A new user, who doesn’t know anything about FRP, would at least be able to do something like

var scene = new Scene(document.body)
var node = new Node
scene.addChild(node)

var domEl = new DOMElement(node)
// set background color of domEl, border, etc

node.position.x = 10
node.position.y = 10

// make the thing move to a new position after 10 seconds.
setTimeout(function() {
  node.position.x = 100
  node.position.y = 100
}, 10000)

behind the scenes that would still use the engine’s requestAnimationFrame mechanism, assuming that node.position.x/y are setters and they trigger appropriate calls (they could also be node.setPositionX/Y(...) depending on how we end up preferring our API to be).

To me, a simple API like that is really important, and forcing FRP on the public API and making users determine how/when rendering and workers come into play would make a substantial increase the entry-level of the API.

Plus, based on how we implement our API, I can imagine that node.position.x and node.position.y can be streams themselves (in those examples the getter returns a stream perhaps?) to satisfy the more advanced programmers.
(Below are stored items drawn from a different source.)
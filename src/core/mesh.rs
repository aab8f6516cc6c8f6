use std::collections::HashMap;
use std::f32::consts::{PI, TAU};

use glam::Vec3;
use serde::{Deserialize, Serialize};

use super::types::Transform;

/// Axis-aligned bounding box.
#[derive(Debug, Clone, Copy, PartialEq, Serialize, Deserialize)]
pub struct Aabb {
    pub min: Vec3,
    pub max: Vec3,
}

impl Aabb {
    pub fn new(min: Vec3, max: Vec3) -> Self {
        Self { min, max }
    }

    pub fn from_half_extents(center: Vec3, half_extents: Vec3) -> Self {
        Self {
            min: center - half_extents,
            max: center + half_extents,
        }
    }

    pub fn empty() -> Self {
        Self {
            min: Vec3::splat(f32::INFINITY),
            max: Vec3::splat(f32::NEG_INFINITY),
        }
    }

    pub fn is_empty(&self) -> bool {
        self.min.x > self.max.x || self.min.y > self.max.y || self.min.z > self.max.z
    }

    pub fn extend(&mut self, point: Vec3) {
        self.min = self.min.min(point);
        self.max = self.max.max(point);
    }

    pub fn merge(&mut self, other: &Aabb) {
        if other.is_empty() {
            return;
        }
        self.extend(other.min);
        self.extend(other.max);
    }

    pub fn from_points(points: &[Vec3]) -> Self {
        let mut bounds = Self::empty();
        for &p in points {
            bounds.extend(p);
        }
        bounds
    }

    pub fn center(&self) -> Vec3 {
        (self.min + self.max) * 0.5
    }

    pub fn half_extents(&self) -> Vec3 {
        if self.is_empty() {
            return Vec3::ZERO;
        }
        (self.max - self.min) * 0.5
    }

    pub fn corners(&self) -> [Vec3; 8] {
        let (a, b) = (self.min, self.max);
        [
            Vec3::new(a.x, a.y, a.z),
            Vec3::new(b.x, a.y, a.z),
            Vec3::new(a.x, b.y, a.z),
            Vec3::new(b.x, b.y, a.z),
            Vec3::new(a.x, a.y, b.z),
            Vec3::new(b.x, a.y, b.z),
            Vec3::new(a.x, b.y, b.z),
            Vec3::new(b.x, b.y, b.z),
        ]
    }

    /// Bounds of this box after moving it into another frame.
    pub fn transformed(&self, transform: &Transform) -> Aabb {
        if self.is_empty() {
            return *self;
        }
        let points = self.corners().map(|c| transform.transform_point(c));
        Aabb::from_points(&points)
    }
}

/// Closed triangle mesh. Faces are wound counter-clockwise seen from outside.
#[derive(Debug, Clone, PartialEq, Serialize, Deserialize)]
pub struct TriangleMesh {
    pub vertices: Vec<Vec3>,
    pub indices: Vec<[u32; 3]>,
    pub bounds: Aabb,
}

impl TriangleMesh {
    pub fn builder(vertices: Vec<Vec3>, indices: Vec<[u32; 3]>) -> MeshBuilder {
        MeshBuilder::new(vertices, indices)
    }

    /// Iterates the faces as vertex triples, skipping faces with out-of-range indices.
    pub fn triangles(&self) -> impl Iterator<Item = [Vec3; 3]> + '_ {
        self.indices.iter().filter_map(|tri| {
            Some([
                *self.vertices.get(tri[0] as usize)?,
                *self.vertices.get(tri[1] as usize)?,
                *self.vertices.get(tri[2] as usize)?,
            ])
        })
    }

    /// Largest projection of any vertex onto `direction`.
    pub fn support(&self, direction: Vec3) -> f32 {
        self.vertices
            .iter()
            .map(|v| v.dot(direction))
            .fold(f32::NEG_INFINITY, f32::max)
    }

    pub fn transformed(&self, transform: &Transform) -> TriangleMesh {
        let vertices: Vec<Vec3> = self
            .vertices
            .iter()
            .map(|v| transform.transform_point(*v))
            .collect();
        TriangleMesh {
            bounds: Aabb::from_points(&vertices),
            vertices,
            indices: self.indices.clone(),
        }
    }

    /// Axis-aligned box centred on the origin.
    pub fn cuboid(half_extents: Vec3) -> TriangleMesh {
        let h = half_extents;
        let vertices = (0..8)
            .map(|i| {
                Vec3::new(
                    if i & 1 == 0 { -h.x } else { h.x },
                    if i & 2 == 0 { -h.y } else { h.y },
                    if i & 4 == 0 { -h.z } else { h.z },
                )
            })
            .collect();
        let indices = vec![
            [0, 4, 6],
            [0, 6, 2],
            [1, 3, 7],
            [1, 7, 5],
            [0, 1, 5],
            [0, 5, 4],
            [2, 6, 7],
            [2, 7, 3],
            [0, 2, 3],
            [0, 3, 1],
            [4, 5, 7],
            [4, 7, 6],
        ];
        MeshBuilder::new(vertices, indices).build()
    }

    /// Latitude/longitude sphere centred on the origin with poles on ±Y.
    pub fn uv_sphere(radius: f32, segments: u32, stacks: u32) -> TriangleMesh {
        let segments = segments.max(3);
        let stacks = stacks.max(2);
        let mut vertices = vec![Vec3::Y * radius, -Vec3::Y * radius];
        for i in 1..stacks {
            let theta = PI * i as f32 / stacks as f32;
            for j in 0..segments {
                let phi = TAU * j as f32 / segments as f32;
                vertices.push(
                    Vec3::new(theta.sin() * phi.cos(), theta.cos(), theta.sin() * phi.sin())
                        * radius,
                );
            }
        }

        let ring = |i: u32, j: u32| 2 + (i - 1) * segments + (j % segments);
        let mut indices = Vec::new();
        for j in 0..segments {
            indices.push([0, ring(1, j + 1), ring(1, j)]);
            indices.push([ring(stacks - 1, j), ring(stacks - 1, j + 1), 1]);
        }
        for i in 1..stacks - 1 {
            for j in 0..segments {
                let a = ring(i, j);
                let b = ring(i + 1, j);
                let c = ring(i + 1, j + 1);
                let d = ring(i, j + 1);
                indices.push([a, d, b]);
                indices.push([d, c, b]);
            }
        }
        MeshBuilder::new(vertices, indices).build()
    }

    /// Closed cylinder along Y centred on the origin.
    pub fn cylinder(radius: f32, half_height: f32, segments: u32) -> TriangleMesh {
        let segments = segments.max(3);
        let mut vertices = vec![Vec3::new(0.0, -half_height, 0.0), Vec3::new(0.0, half_height, 0.0)];
        for j in 0..segments {
            let phi = TAU * j as f32 / segments as f32;
            let (s, c) = phi.sin_cos();
            vertices.push(Vec3::new(radius * c, -half_height, radius * s));
            vertices.push(Vec3::new(radius * c, half_height, radius * s));
        }

        let bottom = |j: u32| 2 + 2 * (j % segments);
        let top = |j: u32| 3 + 2 * (j % segments);
        let mut indices = Vec::new();
        for j in 0..segments {
            indices.push([bottom(j), top(j), bottom(j + 1)]);
            indices.push([top(j), top(j + 1), bottom(j + 1)]);
            indices.push([1, top(j + 1), top(j)]);
            indices.push([0, bottom(j), bottom(j + 1)]);
        }
        MeshBuilder::new(vertices, indices).build()
    }
}

/// Helper used to cook triangle meshes from raw vertex/index buffers.
#[derive(Debug, Clone)]
pub struct MeshBuilder {
    vertices: Vec<Vec3>,
    indices: Vec<[u32; 3]>,
}

impl MeshBuilder {
    pub fn new(vertices: Vec<Vec3>, indices: Vec<[u32; 3]>) -> Self {
        Self { vertices, indices }
    }

    /// Deduplicates vertices using a quantized grid for stability.
    pub fn weld_vertices(mut self, epsilon: f32) -> Self {
        if epsilon <= 0.0 || self.vertices.is_empty() {
            return self;
        }

        let inv = 1.0 / epsilon;
        let mut map: HashMap<(i32, i32, i32), u32> = HashMap::new();
        let mut welded: Vec<Vec3> = Vec::new();
        let mut remap: Vec<u32> = Vec::with_capacity(self.vertices.len());

        for v in &self.vertices {
            let key = (
                (v.x * inv).round() as i32,
                (v.y * inv).round() as i32,
                (v.z * inv).round() as i32,
            );
            let index = *map.entry(key).or_insert_with(|| {
                welded.push(*v);
                (welded.len() - 1) as u32
            });
            remap.push(index);
        }

        for tri in &mut self.indices {
            for corner in tri.iter_mut() {
                if let Some(&mapped) = remap.get(*corner as usize) {
                    *corner = mapped;
                }
            }
        }
        // Faces that collapsed to an edge or a point carry no volume.
        self.indices
            .retain(|t| t[0] != t[1] && t[1] != t[2] && t[0] != t[2]);

        self.vertices = welded;
        self
    }

    /// Flips every face, turning an inward-wound mesh outward.
    pub fn flip_winding(mut self) -> Self {
        for tri in &mut self.indices {
            tri.swap(1, 2);
        }
        self
    }

    /// Recenters vertices around their centroid.
    pub fn recenter(mut self) -> Self {
        if self.vertices.is_empty() {
            return self;
        }
        let centroid: Vec3 =
            self.vertices.iter().copied().sum::<Vec3>() / self.vertices.len() as f32;
        for vertex in &mut self.vertices {
            *vertex -= centroid;
        }
        self
    }

    pub fn build(self) -> TriangleMesh {
        TriangleMesh {
            bounds: Aabb::from_points(&self.vertices),
            vertices: self.vertices,
            indices: self.indices,
        }
    }
}

#[cfg(test)]
mod tests {
    use super::*;

    fn signed_volume(mesh: &TriangleMesh) -> f32 {
        mesh.triangles()
            .map(|[a, b, c]| a.dot(b.cross(c)) / 6.0)
            .sum()
    }

    #[test]
    fn primitives_are_wound_outward() {
        assert!((signed_volume(&TriangleMesh::cuboid(Vec3::new(1.0, 2.0, 3.0))) - 48.0).abs() < 1e-4);
        assert!(signed_volume(&TriangleMesh::uv_sphere(1.0, 24, 12)) > 3.9);
        assert!(signed_volume(&TriangleMesh::cylinder(1.0, 1.0, 24)) > 6.0);
    }

    #[test]
    fn weld_drops_collapsed_faces() {
        let vertices = vec![Vec3::ZERO, Vec3::splat(1e-5), Vec3::X, Vec3::Y];
        let mesh = TriangleMesh::builder(vertices, vec![[0, 1, 2], [0, 2, 3]])
            .weld_vertices(0.01)
            .build();
        assert_eq!(mesh.vertices.len(), 3);
        assert_eq!(mesh.indices.len(), 1);
    }

    #[test]
    fn transformed_bounds_contain_rotated_box() {
        let aabb = Aabb::from_half_extents(Vec3::ZERO, Vec3::new(1.0, 0.5, 0.5));
        let rotated = aabb.transformed(&Transform::from_rotation(glam::Quat::from_rotation_z(
            std::f32::consts::FRAC_PI_2,
        )));
        assert!((rotated.half_extents().y - 1.0).abs() < 1e-5);
        assert!((rotated.half_extents().x - 0.5).abs() < 1e-5);
    }
}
Maybe the setter passes a value to the stream creator, and if it detects a number it just sets the node state, but if it detects something else (like an array) it can start behaving like a stream (similar to passing an array to Highland.js). I’m just conjecturing, since I only have some basic theoretical knowledge about FRP. :slight_smile:

This article is really interesting, on the topic of Communicating Sequential Processes, or CSP for short – an alternative (or perhaps complimentary thing) to asynchronous control flow seen in FRP techniques:

Taming the Asynchronous Beast with CSP in JavaScript

It has links to some other good articles too. I found my way to that article from this other interesting article: The Future of Drag and Drop APIs (thanks @mthart).